(Source data)

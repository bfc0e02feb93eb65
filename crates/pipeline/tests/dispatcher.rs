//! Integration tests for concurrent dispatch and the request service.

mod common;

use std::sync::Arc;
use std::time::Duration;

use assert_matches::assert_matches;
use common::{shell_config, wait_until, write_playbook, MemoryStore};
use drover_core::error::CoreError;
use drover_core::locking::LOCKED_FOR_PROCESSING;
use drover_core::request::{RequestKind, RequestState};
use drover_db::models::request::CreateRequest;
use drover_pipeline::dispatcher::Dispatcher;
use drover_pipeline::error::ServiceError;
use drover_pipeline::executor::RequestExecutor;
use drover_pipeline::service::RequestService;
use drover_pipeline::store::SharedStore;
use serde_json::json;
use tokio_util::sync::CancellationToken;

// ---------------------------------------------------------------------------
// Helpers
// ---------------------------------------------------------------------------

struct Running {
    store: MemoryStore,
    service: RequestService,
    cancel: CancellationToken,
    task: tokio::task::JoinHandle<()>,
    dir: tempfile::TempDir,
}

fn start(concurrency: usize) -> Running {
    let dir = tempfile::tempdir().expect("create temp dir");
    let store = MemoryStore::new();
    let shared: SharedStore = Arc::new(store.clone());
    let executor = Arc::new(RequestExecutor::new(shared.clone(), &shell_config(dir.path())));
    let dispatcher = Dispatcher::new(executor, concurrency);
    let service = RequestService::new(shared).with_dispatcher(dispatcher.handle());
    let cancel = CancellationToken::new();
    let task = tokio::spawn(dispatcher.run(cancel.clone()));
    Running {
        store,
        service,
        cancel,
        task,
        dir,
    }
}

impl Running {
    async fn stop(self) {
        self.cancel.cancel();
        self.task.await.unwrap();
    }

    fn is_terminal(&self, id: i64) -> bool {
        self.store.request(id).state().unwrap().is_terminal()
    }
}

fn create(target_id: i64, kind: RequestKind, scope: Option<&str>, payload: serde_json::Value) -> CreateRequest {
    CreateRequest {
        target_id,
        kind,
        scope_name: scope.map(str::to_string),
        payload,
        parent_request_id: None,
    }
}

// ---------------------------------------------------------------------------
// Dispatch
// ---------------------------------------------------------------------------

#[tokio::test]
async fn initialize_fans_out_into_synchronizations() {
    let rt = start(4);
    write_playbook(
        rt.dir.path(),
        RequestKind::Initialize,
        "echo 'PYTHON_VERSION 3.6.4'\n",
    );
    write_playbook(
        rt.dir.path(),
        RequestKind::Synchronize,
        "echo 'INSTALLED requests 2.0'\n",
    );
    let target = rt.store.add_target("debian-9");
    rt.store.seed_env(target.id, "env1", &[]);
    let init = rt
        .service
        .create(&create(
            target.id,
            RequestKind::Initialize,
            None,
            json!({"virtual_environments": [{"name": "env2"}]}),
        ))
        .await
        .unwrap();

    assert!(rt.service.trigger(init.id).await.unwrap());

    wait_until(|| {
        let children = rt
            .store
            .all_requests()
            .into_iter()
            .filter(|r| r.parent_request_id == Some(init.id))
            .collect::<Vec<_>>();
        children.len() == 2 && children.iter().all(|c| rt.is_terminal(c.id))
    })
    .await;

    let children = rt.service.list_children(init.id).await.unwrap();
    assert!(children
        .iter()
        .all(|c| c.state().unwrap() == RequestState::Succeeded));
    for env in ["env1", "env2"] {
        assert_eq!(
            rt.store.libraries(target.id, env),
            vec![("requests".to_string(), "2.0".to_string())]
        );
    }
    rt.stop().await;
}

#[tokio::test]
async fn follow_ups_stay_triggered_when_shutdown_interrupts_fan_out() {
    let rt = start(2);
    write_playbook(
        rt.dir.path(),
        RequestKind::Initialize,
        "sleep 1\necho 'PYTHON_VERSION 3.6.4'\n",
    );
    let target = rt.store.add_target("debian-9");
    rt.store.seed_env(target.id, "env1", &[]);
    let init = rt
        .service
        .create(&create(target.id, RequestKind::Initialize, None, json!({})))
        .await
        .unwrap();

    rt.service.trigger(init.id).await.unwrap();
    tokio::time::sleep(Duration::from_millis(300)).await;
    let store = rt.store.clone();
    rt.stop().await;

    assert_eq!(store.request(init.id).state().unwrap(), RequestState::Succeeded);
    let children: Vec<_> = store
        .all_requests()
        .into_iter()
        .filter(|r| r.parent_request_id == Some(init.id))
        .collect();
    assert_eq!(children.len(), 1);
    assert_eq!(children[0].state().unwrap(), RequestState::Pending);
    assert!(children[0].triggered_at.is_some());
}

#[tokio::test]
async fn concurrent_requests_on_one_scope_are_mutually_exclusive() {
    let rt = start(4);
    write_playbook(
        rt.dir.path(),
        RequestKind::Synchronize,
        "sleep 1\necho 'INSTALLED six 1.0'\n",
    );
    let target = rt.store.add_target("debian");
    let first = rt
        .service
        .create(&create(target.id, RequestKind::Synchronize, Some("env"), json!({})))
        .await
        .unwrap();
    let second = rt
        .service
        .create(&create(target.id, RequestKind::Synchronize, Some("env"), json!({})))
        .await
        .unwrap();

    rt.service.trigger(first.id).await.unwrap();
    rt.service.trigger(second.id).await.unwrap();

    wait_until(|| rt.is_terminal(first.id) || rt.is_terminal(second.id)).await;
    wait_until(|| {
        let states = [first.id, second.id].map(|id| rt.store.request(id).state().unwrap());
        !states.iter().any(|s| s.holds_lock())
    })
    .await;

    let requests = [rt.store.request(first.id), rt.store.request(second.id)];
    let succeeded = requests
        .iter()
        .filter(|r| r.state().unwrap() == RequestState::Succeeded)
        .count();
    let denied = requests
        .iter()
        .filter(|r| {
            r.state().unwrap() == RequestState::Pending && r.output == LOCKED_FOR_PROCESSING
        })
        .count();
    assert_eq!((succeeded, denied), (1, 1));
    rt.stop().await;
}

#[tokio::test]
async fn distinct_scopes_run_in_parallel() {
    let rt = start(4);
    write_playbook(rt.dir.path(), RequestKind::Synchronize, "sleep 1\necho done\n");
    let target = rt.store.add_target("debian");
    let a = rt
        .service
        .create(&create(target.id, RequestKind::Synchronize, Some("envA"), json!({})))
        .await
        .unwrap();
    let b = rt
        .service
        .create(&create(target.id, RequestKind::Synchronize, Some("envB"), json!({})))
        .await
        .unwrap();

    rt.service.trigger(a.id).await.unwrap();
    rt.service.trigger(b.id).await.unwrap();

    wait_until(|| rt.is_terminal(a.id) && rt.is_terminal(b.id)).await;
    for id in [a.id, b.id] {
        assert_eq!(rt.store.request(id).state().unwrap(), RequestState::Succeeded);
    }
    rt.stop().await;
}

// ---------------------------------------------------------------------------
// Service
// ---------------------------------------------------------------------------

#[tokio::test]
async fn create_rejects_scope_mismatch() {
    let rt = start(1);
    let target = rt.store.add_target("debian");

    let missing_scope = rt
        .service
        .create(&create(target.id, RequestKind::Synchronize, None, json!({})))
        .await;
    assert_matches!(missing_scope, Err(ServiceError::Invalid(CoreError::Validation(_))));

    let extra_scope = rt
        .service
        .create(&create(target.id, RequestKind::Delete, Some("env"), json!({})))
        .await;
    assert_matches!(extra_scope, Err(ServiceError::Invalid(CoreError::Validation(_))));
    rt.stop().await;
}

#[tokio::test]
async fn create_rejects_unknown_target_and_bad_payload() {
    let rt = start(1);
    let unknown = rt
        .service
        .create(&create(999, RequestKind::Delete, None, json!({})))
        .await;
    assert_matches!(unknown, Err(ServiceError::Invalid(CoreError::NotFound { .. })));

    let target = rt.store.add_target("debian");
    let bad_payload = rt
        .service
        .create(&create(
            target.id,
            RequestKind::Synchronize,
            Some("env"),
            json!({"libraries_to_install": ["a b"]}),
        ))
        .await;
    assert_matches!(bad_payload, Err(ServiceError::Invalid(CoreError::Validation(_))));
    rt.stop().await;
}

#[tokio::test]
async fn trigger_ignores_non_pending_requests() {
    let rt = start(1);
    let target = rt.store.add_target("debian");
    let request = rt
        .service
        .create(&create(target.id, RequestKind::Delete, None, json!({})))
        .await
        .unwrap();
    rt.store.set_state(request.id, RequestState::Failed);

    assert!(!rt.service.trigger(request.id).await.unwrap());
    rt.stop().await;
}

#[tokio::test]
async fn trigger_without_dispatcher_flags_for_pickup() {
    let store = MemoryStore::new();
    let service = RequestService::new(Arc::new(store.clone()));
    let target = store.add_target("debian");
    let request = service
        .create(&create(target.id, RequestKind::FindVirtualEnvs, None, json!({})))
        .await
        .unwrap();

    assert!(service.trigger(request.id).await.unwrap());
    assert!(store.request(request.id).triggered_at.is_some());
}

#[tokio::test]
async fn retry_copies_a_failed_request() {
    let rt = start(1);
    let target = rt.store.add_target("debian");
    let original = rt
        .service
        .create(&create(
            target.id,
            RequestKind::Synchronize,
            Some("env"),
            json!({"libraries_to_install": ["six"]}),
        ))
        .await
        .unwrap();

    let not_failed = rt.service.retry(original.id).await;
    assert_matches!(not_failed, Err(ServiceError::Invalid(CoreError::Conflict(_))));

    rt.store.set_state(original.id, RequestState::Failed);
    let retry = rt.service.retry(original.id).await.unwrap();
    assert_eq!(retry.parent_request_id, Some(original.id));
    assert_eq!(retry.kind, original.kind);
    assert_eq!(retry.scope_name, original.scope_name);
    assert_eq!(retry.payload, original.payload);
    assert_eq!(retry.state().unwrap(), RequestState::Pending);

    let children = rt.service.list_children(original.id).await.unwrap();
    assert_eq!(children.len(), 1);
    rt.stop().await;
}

(End Source data)

### Problem details
What is needed is an exact repetition of the lines from the first line of the records through the line containing "use drover_core::error::CoreError;", both ends included, and nothing more.

### Answer section
repository bfc0e02feb93eb65
filename crates/pipeline/tests/dispatcher.rs
//! Integration tests for concurrent dispatch and the request service.

mod common;

use std::sync::Arc;
use std::time::Duration;

use assert_matches::assert_matches;
use common::{shell_config, wait_until, write_playbook, MemoryStore};
use drover_core::error::CoreError;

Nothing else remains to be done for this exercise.